--- Data records Enclosed Below ---

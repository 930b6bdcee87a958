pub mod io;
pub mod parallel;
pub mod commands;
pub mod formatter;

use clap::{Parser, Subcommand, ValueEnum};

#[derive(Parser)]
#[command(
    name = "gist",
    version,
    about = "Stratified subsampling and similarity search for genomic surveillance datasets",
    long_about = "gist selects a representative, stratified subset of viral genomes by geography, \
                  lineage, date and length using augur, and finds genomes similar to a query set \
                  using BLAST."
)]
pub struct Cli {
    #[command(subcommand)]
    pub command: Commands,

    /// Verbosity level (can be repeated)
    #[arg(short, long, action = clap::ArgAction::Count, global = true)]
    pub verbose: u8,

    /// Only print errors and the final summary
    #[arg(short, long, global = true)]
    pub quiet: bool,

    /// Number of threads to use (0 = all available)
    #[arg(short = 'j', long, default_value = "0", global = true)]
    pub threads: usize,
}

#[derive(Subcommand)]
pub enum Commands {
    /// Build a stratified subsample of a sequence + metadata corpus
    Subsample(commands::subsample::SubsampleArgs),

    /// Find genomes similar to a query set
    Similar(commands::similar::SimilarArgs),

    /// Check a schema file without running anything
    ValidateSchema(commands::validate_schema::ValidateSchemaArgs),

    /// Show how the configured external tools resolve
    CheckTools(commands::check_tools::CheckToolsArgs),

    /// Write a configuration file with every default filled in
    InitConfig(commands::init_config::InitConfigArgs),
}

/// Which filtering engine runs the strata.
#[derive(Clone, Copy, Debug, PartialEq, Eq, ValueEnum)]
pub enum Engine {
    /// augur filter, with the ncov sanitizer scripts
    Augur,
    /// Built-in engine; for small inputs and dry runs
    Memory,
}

--- End of Enclosed Data records ---
--- Data records Enclosed Below ---

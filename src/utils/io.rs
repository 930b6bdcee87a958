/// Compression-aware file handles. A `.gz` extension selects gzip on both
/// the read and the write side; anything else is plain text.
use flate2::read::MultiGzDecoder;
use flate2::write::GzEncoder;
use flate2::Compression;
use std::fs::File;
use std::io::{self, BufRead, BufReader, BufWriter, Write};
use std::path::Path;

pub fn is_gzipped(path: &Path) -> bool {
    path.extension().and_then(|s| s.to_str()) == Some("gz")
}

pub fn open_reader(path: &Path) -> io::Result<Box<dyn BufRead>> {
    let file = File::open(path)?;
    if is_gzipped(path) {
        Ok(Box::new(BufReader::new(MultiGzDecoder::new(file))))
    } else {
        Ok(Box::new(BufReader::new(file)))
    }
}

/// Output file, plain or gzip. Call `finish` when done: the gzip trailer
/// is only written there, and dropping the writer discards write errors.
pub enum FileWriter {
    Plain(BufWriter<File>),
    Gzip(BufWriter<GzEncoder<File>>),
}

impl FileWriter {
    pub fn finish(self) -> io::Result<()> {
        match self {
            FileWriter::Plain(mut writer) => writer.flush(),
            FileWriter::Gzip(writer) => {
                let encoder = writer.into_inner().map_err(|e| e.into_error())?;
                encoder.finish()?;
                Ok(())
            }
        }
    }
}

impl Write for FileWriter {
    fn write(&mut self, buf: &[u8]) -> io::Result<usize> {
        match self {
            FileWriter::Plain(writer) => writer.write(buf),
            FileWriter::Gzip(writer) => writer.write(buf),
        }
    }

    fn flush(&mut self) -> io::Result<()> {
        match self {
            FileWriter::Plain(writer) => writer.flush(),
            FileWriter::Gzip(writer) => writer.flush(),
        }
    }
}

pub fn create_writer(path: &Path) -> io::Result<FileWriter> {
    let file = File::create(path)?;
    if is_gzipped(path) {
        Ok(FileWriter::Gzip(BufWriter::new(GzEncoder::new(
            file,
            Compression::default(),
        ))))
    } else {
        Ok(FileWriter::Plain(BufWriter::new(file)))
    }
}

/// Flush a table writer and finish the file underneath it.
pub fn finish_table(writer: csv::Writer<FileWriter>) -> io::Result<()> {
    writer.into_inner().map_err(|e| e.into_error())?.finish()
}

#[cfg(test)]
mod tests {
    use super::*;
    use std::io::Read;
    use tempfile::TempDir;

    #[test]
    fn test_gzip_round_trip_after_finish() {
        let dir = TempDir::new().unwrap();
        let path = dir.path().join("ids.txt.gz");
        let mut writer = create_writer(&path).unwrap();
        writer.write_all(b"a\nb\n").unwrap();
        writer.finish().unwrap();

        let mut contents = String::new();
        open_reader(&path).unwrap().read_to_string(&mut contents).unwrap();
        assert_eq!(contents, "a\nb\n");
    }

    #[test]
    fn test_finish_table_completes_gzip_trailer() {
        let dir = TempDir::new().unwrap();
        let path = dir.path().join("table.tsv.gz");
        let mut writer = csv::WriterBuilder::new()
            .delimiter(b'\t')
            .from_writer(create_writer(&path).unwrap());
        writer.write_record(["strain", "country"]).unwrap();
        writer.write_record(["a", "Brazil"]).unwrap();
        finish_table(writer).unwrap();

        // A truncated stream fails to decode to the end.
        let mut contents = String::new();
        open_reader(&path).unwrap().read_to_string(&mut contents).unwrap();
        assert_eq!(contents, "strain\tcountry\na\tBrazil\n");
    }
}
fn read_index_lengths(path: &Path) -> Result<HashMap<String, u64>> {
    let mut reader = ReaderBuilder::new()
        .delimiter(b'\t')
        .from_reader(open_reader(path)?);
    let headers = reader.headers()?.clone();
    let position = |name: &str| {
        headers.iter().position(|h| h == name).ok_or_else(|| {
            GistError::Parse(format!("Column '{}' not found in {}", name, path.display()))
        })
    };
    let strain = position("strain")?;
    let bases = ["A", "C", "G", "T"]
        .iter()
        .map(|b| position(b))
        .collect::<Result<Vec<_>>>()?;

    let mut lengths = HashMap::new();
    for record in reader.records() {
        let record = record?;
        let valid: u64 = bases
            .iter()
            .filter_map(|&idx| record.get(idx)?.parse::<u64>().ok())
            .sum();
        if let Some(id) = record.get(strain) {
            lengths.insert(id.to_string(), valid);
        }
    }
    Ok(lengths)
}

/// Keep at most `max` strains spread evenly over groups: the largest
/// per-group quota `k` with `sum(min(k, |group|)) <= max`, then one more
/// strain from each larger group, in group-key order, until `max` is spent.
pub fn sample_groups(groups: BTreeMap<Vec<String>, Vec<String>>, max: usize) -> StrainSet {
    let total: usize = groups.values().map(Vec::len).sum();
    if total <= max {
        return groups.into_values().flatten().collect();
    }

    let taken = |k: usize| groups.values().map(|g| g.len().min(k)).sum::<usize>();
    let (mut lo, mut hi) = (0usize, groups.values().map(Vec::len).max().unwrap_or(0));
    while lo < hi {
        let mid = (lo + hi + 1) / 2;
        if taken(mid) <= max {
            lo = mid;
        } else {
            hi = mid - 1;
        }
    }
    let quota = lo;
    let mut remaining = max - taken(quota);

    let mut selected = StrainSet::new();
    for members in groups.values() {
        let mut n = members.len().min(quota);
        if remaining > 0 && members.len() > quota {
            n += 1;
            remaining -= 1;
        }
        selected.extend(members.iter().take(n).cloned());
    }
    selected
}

--- End of Enclosed Data records ---

### [What is required]
The output should be exactly the lines above from the line containing "FileWriter::Plain(mut writer) =>" to the line containing "file underneath it.", inclusive, with no other lines.

### [Output of the exercise]
            FileWriter::Plain(mut writer) => writer.flush(),
            FileWriter::Gzip(writer) => {
                let encoder = writer.into_inner().map_err(|e| e.into_error())?;
                encoder.finish()?;
                Ok(())
            }
        }
    }
}

impl Write for FileWriter {
    fn write(&mut self, buf: &[u8]) -> io::Result<usize> {
        match self {
            FileWriter::Plain(writer) => writer.write(buf),
            FileWriter::Gzip(writer) => writer.write(buf),
        }
    }

    fn flush(&mut self) -> io::Result<()> {
        match self {
            FileWriter::Plain(writer) => writer.flush(),
            FileWriter::Gzip(writer) => writer.flush(),
        }
    }
}

pub fn create_writer(path: &Path) -> io::Result<FileWriter> {
    let file = File::create(path)?;
    if is_gzipped(path) {
        Ok(FileWriter::Gzip(BufWriter::new(GzEncoder::new(
            file,
            Compression::default(),
        ))))
    } else {
        Ok(FileWriter::Plain(BufWriter::new(file)))
    }
}

/// Flush a table writer and finish the file underneath it.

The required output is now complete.